Português: O tema da vingança (ação e inação) em Hamlet

terça-feira, 10 de setembro de 2024

O tema da vingança (ação e inação) em Hamlet

    O motor de Hamlet é a vingança: o príncipe da Dinamarca procura vingar a morte do seu pai. Estamos na presença de um tópico presente em inúmeras obras ao longo dos tempos, no entanto esta apresenta uma inovação: a personagem que deve executar a vingança não consegue fazê-lo, pois debate-se com as implicações morais desse gesto. É essa inquietação moral que o leva a hesitar e a refletir longamente sobre a questão, pretendendo antes de agir, talvez para justificar a si próprio a sua inação, certificar-se da autoria do assassinato do pai e até da genuinidade do fantasma. Em simultâneo, várias personagens vivem os seus conflitos, lutam e morrem. Tendo em conta o final da peça, caracterizado por uma sucessão de mortes, é lícito concluir que, em última análise, a morte acabará por encontrar todos, independentemente das suas ações (ou inações).
    A vingança é, de facto, um catalisador da ação da peça, desde logo porque são várias as personagens que a procuram: o fantasma do pai de Hamlet quer que o filho vingue a sua morte; Laertes quer vingar a morte de Polónio, seu pai, e de Ofélia, sua irmã; Fortinbras buscar vingar a morte do pai e as derrotas militares. Curiosamente, de todas as que se movem por esse sentimento, é esta última a única que não perde a vida no final da peça; pelo contrário, vem triunfante da guerra e prepara-se para ocupar o trono da Dinamarca.

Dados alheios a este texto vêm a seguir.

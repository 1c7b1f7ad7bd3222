//! Block-Jacobi preconditioner.
//!
//! The Jacobian's row set is partitioned once per nonlinear solve; each
//! diagonal block is extracted dense, LU-factored with partial pivoting, and
//! stored as an explicit inverse. Application is an independent dense
//! matrix-vector product per block, so blocks run in parallel.

use rayon::prelude::*;

use crate::error::{GridflowError, Result};
use crate::sparse::SparseLayout;

use super::partition::{Adjacency, Partitioner};

#[derive(Debug)]
pub struct BlockJacobi {
    nrows: usize,
    /// Global row indices of each block.
    blocks: Vec<Vec<usize>>,
    /// Dense inverse of each block, row-major.
    inverses: Vec<Vec<f64>>,
    block_of_row: Vec<usize>,
    local_of_row: Vec<usize>,
}

impl BlockJacobi {
    /// Partition the symmetrized pattern of `j` into `nparts` blocks and
    /// factor them. The partition is kept for the preconditioner's lifetime;
    /// only values change on [`BlockJacobi::update`].
    pub fn new<L: SparseLayout>(
        j: &L,
        nparts: usize,
        partitioner: &dyn Partitioner,
    ) -> Result<Self> {
        let nrows = j.nrows();
        let adjacency = Adjacency::from_matrix(j);
        let parts = partitioner.partition(&adjacency, nparts);

        let nblocks = parts.iter().copied().max().map_or(0, |m| m + 1);
        let mut blocks: Vec<Vec<usize>> = vec![Vec::new(); nblocks];
        for (row, &p) in parts.iter().enumerate() {
            blocks[p].push(row);
        }
        blocks.retain(|b| !b.is_empty());

        let mut block_of_row = vec![0usize; nrows];
        let mut local_of_row = vec![0usize; nrows];
        for (bi, rows) in blocks.iter().enumerate() {
            for (li, &r) in rows.iter().enumerate() {
                block_of_row[r] = bi;
                local_of_row[r] = li;
            }
        }

        let mut pc = Self {
            nrows,
            blocks,
            inverses: Vec::new(),
            block_of_row,
            local_of_row,
        };
        pc.update(j)?;
        Ok(pc)
    }

    /// Number of non-empty blocks.
    pub fn nblocks(&self) -> usize {
        self.blocks.len()
    }

    /// Re-extract and re-invert every block against the latest values of `j`.
    /// The pattern (and the partition) must be unchanged.
    pub fn update<L: SparseLayout>(&mut self, j: &L) -> Result<()> {
        assert_eq!(j.nrows(), self.nrows, "preconditioner/matrix size mismatch");

        // Gather the dense diagonal blocks in one pass over the nonzeros.
        let mut dense: Vec<Vec<f64>> = self
            .blocks
            .iter()
            .map(|rows| vec![0.0; rows.len() * rows.len()])
            .collect();
        j.for_each_entry(|r, c, v| {
            if c < self.nrows {
                let b = self.block_of_row[r];
                if self.block_of_row[c] == b {
                    let n = self.blocks[b].len();
                    dense[b][self.local_of_row[r] * n + self.local_of_row[c]] = v;
                }
            }
        });

        self.inverses = dense
            .into_par_iter()
            .enumerate()
            .map(|(bi, mut block)| {
                let n = self.blocks[bi].len();
                invert_dense(n, &mut block).ok_or(GridflowError::SingularBlock {
                    block: bi,
                    size: n,
                })
            })
            .collect::<Result<Vec<_>>>()?;
        Ok(())
    }

    /// In-place application: v[rows_b] <- inv_b * v[rows_b] for every block.
    pub fn apply(&self, v: &mut [f64]) {
        let input: &[f64] = v;
        let outputs: Vec<Vec<f64>> = self
            .blocks
            .par_iter()
            .zip(self.inverses.par_iter())
            .map(|(rows, inv)| {
                let n = rows.len();
                let mut out = vec![0.0; n];
                for (i, o) in out.iter_mut().enumerate() {
                    let mut sum = 0.0;
                    for (k, &r) in rows.iter().enumerate() {
                        sum += inv[i * n + k] * input[r];
                    }
                    *o = sum;
                }
                out
            })
            .collect();
        for (rows, out) in self.blocks.iter().zip(outputs.iter()) {
            for (&r, &val) in rows.iter().zip(out.iter()) {
                v[r] = val;
            }
        }
    }

    /// Out-of-place convenience: z = P⁻¹ r.
    pub fn apply_to(&self, r: &[f64], z: &mut [f64]) {
        z.copy_from_slice(r);
        self.apply(z);
    }
}

/// Invert a dense row-major n x n matrix by Gauss-Jordan elimination with
/// partial pivoting. Returns None when a pivot is numerically zero.
fn invert_dense(n: usize, a: &mut [f64]) -> Option<Vec<f64>> {
    let mut inv = vec![0.0; n * n];
    for i in 0..n {
        inv[i * n + i] = 1.0;
    }

    for col in 0..n {
        // Partial pivoting
        let mut best_row = col;
        let mut best_val = a[col * n + col].abs();
        for row in (col + 1)..n {
            let v = a[row * n + col].abs();
            if v > best_val {
                best_val = v;
                best_row = row;
            }
        }
        if best_val < 1e-30 || !best_val.is_finite() {
            return None;
        }
        if best_row != col {
            for j in 0..n {
                a.swap(col * n + j, best_row * n + j);
                inv.swap(col * n + j, best_row * n + j);
            }
        }

        let pivot = a[col * n + col];
        for j in 0..n {
            a[col * n + j] /= pivot;
            inv[col * n + j] /= pivot;
        }

        for row in 0..n {
            if row == col {
                continue;
            }
            let factor = a[row * n + col];
            if factor == 0.0 {
                continue;
            }
            for j in 0..n {
                let ac = a[col * n + j];
                let ic = inv[col * n + j];
                a[row * n + j] -= factor * ac;
                inv[row * n + j] -= factor * ic;
            }
        }
    }
    Some(inv)
}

    Quanto a Hamlet, defronta-se com duas decisões: vingar o seu pai, matando Cláudio, ou atentar contra a própria vida para não ter de assassinar o tio / padrasto. Inicialmente, procura concretizar o desejo do pai, mas logo tem de se confrontar com as suas indecisões e questionamentos morais e não age. Quando, finalmente, se decide a agir, é demasiado tarde e acaba ele próprio morto, embora nos seus instantes finais tenha concretizado a vingança, assassinando Cláudio. Porém, a morte do protagonista não resulta propriamente da sua própria ação, embora se tenha tornado inevitável, visto que é consequência da necessidade de Cláudio proteger a sua posição e o seu poder e que desencadeou toda uma série de eventos. Ou seja, a morte de Hamlet resulta das ações do rei, independentemente da decisão do príncipe acerca do pedido do fantasma do pai.

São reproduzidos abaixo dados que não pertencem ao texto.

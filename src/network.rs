//! Network model and problem assembly.
//!
//! Builds the bus admittance matrix from bus/branch records, classifies buses
//! (slack/PV/PQ), and produces the immutable [`Network`] the solver runs
//! against. A `Network` is constructed once and never mutated; everything
//! downstream borrows it.

use num_complex::Complex64;

use crate::error::{GridflowError, Result};
use crate::sparse::{CscMatrix, CsrMatrix};

/// Bus classification for power flow.
#[derive(Debug, Clone, Copy, PartialEq, Eq)]
pub enum BusKind {
    /// Voltage magnitude and angle fixed; absorbs the network power imbalance.
    Slack,
    /// Active power and voltage magnitude specified (generator bus).
    Pv,
    /// Active and reactive power specified (load bus).
    Pq,
}

/// Per-bus record, in physical units on the system base.
#[derive(Debug, Clone)]
pub struct Bus {
    pub kind: BusKind,
    /// Load (MW, MVAr).
    pub pd: f64,
    pub qd: f64,
    /// Shunt admittance (MW, MVAr consumed at V = 1 pu).
    pub gs: f64,
    pub bs: f64,
    /// Generation (MW, MVAr).
    pub pg: f64,
    pub qg: f64,
    /// Initial voltage magnitude (pu); the regulated setpoint at slack/PV buses.
    pub vm: f64,
    /// Initial voltage angle (radians).
    pub va: f64,
}

impl Bus {
    /// A load bus with the given demand and a flat 1.0 pu start.
    pub fn load(pd: f64, qd: f64) -> Self {
        Self {
            kind: BusKind::Pq,
            pd,
            qd,
            gs: 0.0,
            bs: 0.0,
            pg: 0.0,
            qg: 0.0,
            vm: 1.0,
            va: 0.0,
        }
    }

    /// A PV generator bus with the given active output and voltage setpoint.
    pub fn generator(pg: f64, vm: f64) -> Self {
        Self {
            kind: BusKind::Pv,
            pd: 0.0,
            qd: 0.0,
            gs: 0.0,
            bs: 0.0,
            pg,
            qg: 0.0,
            vm,
            va: 0.0,
        }
    }

    /// The slack bus with the given voltage setpoint.
    pub fn slack(vm: f64) -> Self {
        Self {
            kind: BusKind::Slack,
            pd: 0.0,
            qd: 0.0,
            gs: 0.0,
            bs: 0.0,
            pg: 0.0,
            qg: 0.0,
            vm,
            va: 0.0,
        }
    }

    pub fn with_load(mut self, pd: f64, qd: f64) -> Self {
        self.pd = pd;
        self.qd = qd;
        self
    }

    pub fn with_shunt(mut self, gs: f64, bs: f64) -> Self {
        self.gs = gs;
        self.bs = bs;
        self
    }
}

/// Transmission line or transformer between two buses (0-based indices).
#[derive(Debug, Clone)]
pub struct Branch {
    pub from: usize,
    pub to: usize,
    /// Series impedance (pu).
    pub r: f64,
    pub x: f64,
    /// Total line charging susceptance (pu).
    pub b: f64,
    /// Off-nominal tap ratio; 0.0 means nominal (1.0).
    pub tap: f64,
    /// Phase shift (radians).
    pub shift: f64,
}

impl Branch {
    /// A plain transmission line.
    pub fn line(from: usize, to: usize, r: f64, x: f64, b: f64) -> Self {
        Self {
            from,
            to,
            r,
            x,
            b,
            tap: 0.0,
            shift: 0.0,
        }
    }

    /// A transformer branch with an off-nominal tap ratio.
    pub fn transformer(from: usize, to: usize, r: f64, x: f64, tap: f64) -> Self {
        Self {
            from,
            to,
            r,
            x,
            b: 0.0,
            tap,
            shift: 0.0,
        }
    }
}

/// Immutable description of a power system ready for power flow.
#[derive(Debug, Clone)]
pub struct Network {
    /// Number of buses.
    pub nbus: usize,
    /// Complex nodal admittance matrix.
    pub ybus: CscMatrix<Complex64>,
    /// Slack bus indices (at least one).
    pub slack: Vec<usize>,
    /// PV bus indices.
    pub pv: Vec<usize>,
    /// PQ bus indices.
    pub pq: Vec<usize>,
    /// Per-bus complex injection (generation minus load, pu).
    pub sbus: Vec<Complex64>,
    /// Initial complex voltage.
    pub v0: Vec<Complex64>,
    /// Real part of Ybus, row-sliced; shares its pattern with `b`.
    pub g: CsrMatrix<f64>,
    /// Imaginary part of Ybus, row-sliced.
    pub b: CsrMatrix<f64>,
    /// Re(sbus), indexed by bus.
    pub pinj: Vec<f64>,
    /// Im(sbus), indexed by bus.
    pub qinj: Vec<f64>,
}

impl Network {
    /// Construct from already-assembled data, validating the structural
    /// preconditions. Fails with `InvalidNetwork` before any derived
    /// structure is built.
    pub fn new(
        ybus: CscMatrix<Complex64>,
        slack: Vec<usize>,
        pv: Vec<usize>,
        pq: Vec<usize>,
        sbus: Vec<Complex64>,
        v0: Vec<Complex64>,
    ) -> Result<Self> {
        let nbus = ybus.nrows;
        if nbus == 0 {
            return Err(GridflowError::InvalidNetwork("empty network".into()));
        }
        if ybus.ncols != nbus {
            return Err(GridflowError::InvalidNetwork(format!(
                "Ybus is {}x{}, expected square",
                ybus.nrows, ybus.ncols
            )));
        }
        if sbus.len() != nbus || v0.len() != nbus {
            return Err(GridflowError::InvalidNetwork(format!(
                "Sbus/V0 lengths {}/{} do not match {} buses",
                sbus.len(),
                v0.len(),
                nbus
            )));
        }
        if slack.is_empty() {
            return Err(GridflowError::InvalidNetwork("no slack bus".into()));
        }

        // slack ∪ pv ∪ pq must partition 0..nbus
        let mut seen = vec![false; nbus];
        for &i in slack.iter().chain(pv.iter()).chain(pq.iter()) {
            if i >= nbus {
                return Err(GridflowError::InvalidNetwork(format!(
                    "bus index {i} out of range (nbus = {nbus})"
                )));
            }
            if seen[i] {
                return Err(GridflowError::InvalidNetwork(format!(
                    "bus {i} appears in more than one index set"
                )));
            }
            seen[i] = true;
        }
        if let Some(i) = seen.iter().position(|&s| !s) {
            return Err(GridflowError::InvalidNetwork(format!(
                "bus {i} is not classified as slack, PV, or PQ"
            )));
        }

        for (i, (s, v)) in sbus.iter().zip(v0.iter()).enumerate() {
            if !s.re.is_finite() || !s.im.is_finite() {
                return Err(GridflowError::InvalidNetwork(format!(
                    "non-finite injection at bus {i}"
                )));
            }
            if !v.re.is_finite() || !v.im.is_finite() {
                return Err(GridflowError::InvalidNetwork(format!(
                    "non-finite initial voltage at bus {i}"
                )));
            }
        }

        if !pattern_symmetric(&ybus) {
            return Err(GridflowError::InvalidNetwork(
                "Ybus pattern is not symmetric".into(),
            ));
        }

        let (g, b) = ybus.split_real_imag();
        let pinj: Vec<f64> = sbus.iter().map(|s| s.re).collect();
        let qinj: Vec<f64> = sbus.iter().map(|s| s.im).collect();

        Ok(Self {
            nbus,
            ybus,
            slack,
            pv,
            pq,
            sbus,
            v0,
            g,
            b,
            pinj,
            qinj,
        })
    }

    /// Assemble a network from bus and branch records.
    ///
    /// Branch admittance uses the standard pi-model with off-nominal taps and
    /// phase shifts; bus shunts are added on the diagonal. Injections and
    /// shunts are scaled by `base_mva` into per-unit.
    pub fn from_components(base_mva: f64, buses: &[Bus], branches: &[Branch]) -> Result<Self> {
        let nbus = buses.len();
        if nbus == 0 {
            return Err(GridflowError::InvalidNetwork("empty network".into()));
        }
        if base_mva <= 0.0 {
            return Err(GridflowError::InvalidNetwork(format!(
                "base MVA must be positive, got {base_mva}"
            )));
        }

        let mut triplets: Vec<(usize, usize, Complex64)> = Vec::with_capacity(4 * branches.len() + nbus);
        for (k, br) in branches.iter().enumerate() {
            if br.from >= nbus || br.to >= nbus {
                return Err(GridflowError::InvalidNetwork(format!(
                    "branch {k} references bus {} or {} outside 0..{nbus}",
                    br.from, br.to
                )));
            }
            if br.from == br.to {
                return Err(GridflowError::InvalidNetwork(format!(
                    "branch {k} connects bus {} to itself",
                    br.from
                )));
            }
            let z = Complex64::new(br.r, br.x);
            if z.norm() == 0.0 {
                return Err(GridflowError::InvalidNetwork(format!(
                    "branch {k} has zero series impedance"
                )));
            }
            let ys = Complex64::new(1.0, 0.0) / z;
            let bc = Complex64::new(0.0, br.b / 2.0);
            let tap = if br.tap == 0.0 { 1.0 } else { br.tap };
            let t = Complex64::from_polar(tap, br.shift);

            let ytt = ys + bc;
            let yff = ytt / (tap * tap);
            let yft = -ys / t.conj();
            let ytf = -ys / t;

            triplets.push((br.from, br.from, yff));
            triplets.push((br.from, br.to, yft));
            triplets.push((br.to, br.from, ytf));
            triplets.push((br.to, br.to, ytt));
        }

        let mut slack = Vec::new();
        let mut pv = Vec::new();
        let mut pq = Vec::new();
        let mut sbus = Vec::with_capacity(nbus);
        let mut v0 = Vec::with_capacity(nbus);
        for (i, bus) in buses.iter().enumerate() {
            match bus.kind {
                BusKind::Slack => slack.push(i),
                BusKind::Pv => pv.push(i),
                BusKind::Pq => pq.push(i),
            }
            if bus.gs != 0.0 || bus.bs != 0.0 {
                triplets.push((i, i, Complex64::new(bus.gs, bus.bs) / base_mva));
            }
            sbus.push(Complex64::new(
                (bus.pg - bus.pd) / base_mva,
                (bus.qg - bus.qd) / base_mva,
            ));
            v0.push(Complex64::from_polar(bus.vm, bus.va));
        }

        let ybus = CscMatrix::from_triplets(nbus, nbus, &triplets);
        Self::new(ybus, slack, pv, pq, sbus, v0)
    }

    pub fn npv(&self) -> usize {
        self.pv.len()
    }

    pub fn npq(&self) -> usize {
        self.pq.len()
    }

    /// Length of the mismatch vector: |pv| + 2|pq|.
    pub fn residual_len(&self) -> usize {
        self.pv.len() + 2 * self.pq.len()
    }
}

/// Check that (i, j) stored implies (j, i) stored.
fn pattern_symmetric(m: &CscMatrix<Complex64>) -> bool {
    use std::collections::HashSet;
    let mut entries = HashSet::with_capacity(m.nnz());
    for col in 0..m.ncols {
        for idx in m.col_pointers[col]..m.col_pointers[col + 1] {
            entries.insert((m.row_indices[idx], col));
        }
    }
    entries.iter().all(|&(r, c)| entries.contains(&(c, r)))
}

    O contraste com Fortinbras é claro e marcante. O jovem príncipe sucede ao seu pai no trono da Noruega e manifesta desde logo a intenção de recuperar as terras perdidas pelo progenitor no campo de batalha, por isso marcha pela Europa para atingir esse desiderato. Quando Hamlet toma conhecimento desses planos, toma consciência da sua fraqueza em tomar medidas decisivas para vingar a morte do pai. No final da peça, Fortinbras é recompensado com o poder e o todos os demais são castigados com a morte. Não obstante, é possível pôr a hipótese de ambos terem crescido ao longo da peça, apesar das vinganças que empreendem ou tentam empreender, ao contrário do que sucede com Laertes.
    O desfecho da peça é caracterizado pela morte de todas as personagens centrais. Como interpretar esta carnificina? Por um lado, a vingança é inútil, pois nada traz de bom, apenas morte, sofrimento e dor; por outro, independentemente do que qualquer pessoa faça, não faça ou planeie fazer, a morte é inevitável.